HuggingFace Server¶

Thanks to our collaboration with the HuggingFace team you can now easily deploy your models from the HuggingFace Hub with Seldon Core.

We also support the high performance optimizations provided by the Transformer Optimum framework.

Pipeline parameters¶

The parameters that are available for you to configure include:

Name	Description
`task`	The transformer pipeline task
`pretrained_model`	The name of the pretrained model in the Hub
`pretrained_tokenizer`	Transformer name in Hub if different to the one provided with model
`optimum_model`	Boolean to enable loading model with Optimum framework

Simple Example¶

You can deploy a HuggingFace model by providing parameters to your pipeline.

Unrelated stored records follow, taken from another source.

use std::convert::Infallible;
use std::sync::Arc;

use weave::prelude::*;

#[derive(Debug, PartialEq)]
pub struct Report {
    pub a: i32,
    pub greeting: &'static str,
    pub pair: (i64, f64),
    pub ports: Vec<u16>,
    pub plugins: Vec<&'static str>,
}

#[component]
impl Report {
    #[inject]
    pub fn new(
        a: i32,
        #[named("Greeting")] greeting: &'static str,
        #[contract(ServiceType::named("Pair"))] (c, d): (i64, f64),
        #[all] ports: Vec<u16>,
        #[all(ServiceType::named("IPlugin"))] plugins: Vec<&'static str>,
    ) -> Self {
        Self {
            a,
            greeting,
            pair: (c, d),
            ports,
            plugins,
        }
    }
}

pub trait Clock: Send + Sync + 'static {
    fn now(&self) -> u64;
}

pub struct FixedClock {
    at: u64,
}

#[component(Arc<dyn Clock>, Arc::new)]
impl FixedClock {
    #[inject]
    pub fn new(#[named("Epoch")] at: u64) -> Result<Self, Infallible> {
        Ok(Self { at })
    }
}

impl Clock for FixedClock {
    fn now(&self) -> u64 {
        self.at
    }
}

fn element<T: Clone + Send + Sync + 'static>(implementation: &str, value: T) -> Element {
    Element::new(ServiceType::named(implementation), InstanceProvider::new(value))
}

#[test]
fn component_attributes_resolve_every_source() {
    let container = Container::new();
    container
        .register_instance(ServiceType::of::<i32>(), 42i32)
        .unwrap();
    container
        .register_instance(ServiceType::named("Greeting"), "hello world")
        .unwrap();
    container
        .register(
            ServiceType::named("Pair"),
            ServiceType::named("Pair"),
            ClosureProvider::new(|| Ok::<_, Infallible>((64i64, 3.5f64))),
            Lifetime::Transient,
        )
        .unwrap();
    container
        .register_collection_of_types(
            ServiceType::of::<u16>(),
            vec![element("Http", 80u16), element("Https", 443u16)],
        )
        .unwrap();
    container
        .register_collection_of_types(
            ServiceType::named("IPlugin"),
            vec![element("Audit", "audit"), element("Cache", "cache")],
        )
        .unwrap();
    container
        .register_component::<Report>(ServiceType::named("Report"), Lifetime::Transient)
        .unwrap();

    let report = container
        .resolve(&ServiceType::named("Report"))
        .unwrap();
    assert_eq!(
        report.get::<Report>(),
        Some(&Report::new(
            42,
            "hello world",
            (64, 3.5),
            vec![80, 443],
            vec!["audit", "cache"],
        ))
    );
}

#[test]
fn component_post_processor_builds_trait_object() {
    let container = Container::new();
    container
        .register_instance(ServiceType::named("Epoch"), 1_700_000_000u64)
        .unwrap();
    container
        .register_component::<FixedClock>(ServiceType::of::<Arc<dyn Clock>>(), Lifetime::Singleton)
        .unwrap();

    let clock: Arc<dyn Clock> = container.get_of().unwrap();
    assert_eq!(clock.now(), 1_700_000_000);
}

#[test]
fn component_missing_dependency_fails() {
    let container = Container::new();
    container
        .register_component::<FixedClock>(ServiceType::of::<Arc<dyn Clock>>(), Lifetime::Singleton)
        .unwrap();

    let err = container.resolve(&ServiceType::of::<Arc<dyn Clock>>()).unwrap_err();
    assert!(matches!(err, InjectorError::NotFound { .. }));
}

apiVersion: machinelearning.seldon.io/v1alpha2
kind: SeldonDeployment
metadata:
  name: gpt2-model
spec:
  protocol: v2
  predictors:
  - graph:
      name: transformer
      implementation: HUGGINGFACE_SERVER
      parameters:
      - name: task
        type: STRING
        value: text-generation
      - name: pretrained_model
        type: STRING
        value: distilgpt2
    name: default
    replicas: 1

Quantized & Optimized Models with Optimum¶

You can deploy a HuggingFace model loaded using the Optimum library by using the optimum_model parameter.

apiVersion: machinelearning.seldon.io/v1alpha2
kind: SeldonDeployment
metadata:
  name: gpt2-model
spec:
  protocol: v2
  predictors:
  - graph:
      name: transformer
      implementation: HUGGINGFACE_SERVER
      parameters:
      - name: task
        type: STRING
        value: text-generation
      - name: pretrained_model
        type: STRING
        value: distilgpt2
      - name: optimum_model
        type: BOOL
        value: true
    name: default
    replicas: 1

Custom Model Example¶

You can deploy a custom HuggingFace model by providing the location of the model artefacts using the modelUri field.

apiVersion: machinelearning.seldon.io/v1alpha2
kind: SeldonDeployment
metadata:
  name: custom-tiny-stories-model
spec:
  protocol: v2
  predictors:
  - graph:
      name: transformer
      implementation: HUGGINGFACE_SERVER
      modelUri: gs://seldon-models/v1.18.0/huggingface/text-gen-custom-tiny-stories
      parameters:
      - name: task
        type: STRING
        value: text-generation
    name: default
    replicas: 1

Note

As a next step, why not try running a larger-scale model? You can find one in gs://seldon-models/v1.18.0/huggingface/text-gen-custom-gpt2. However, you may need to request more memory!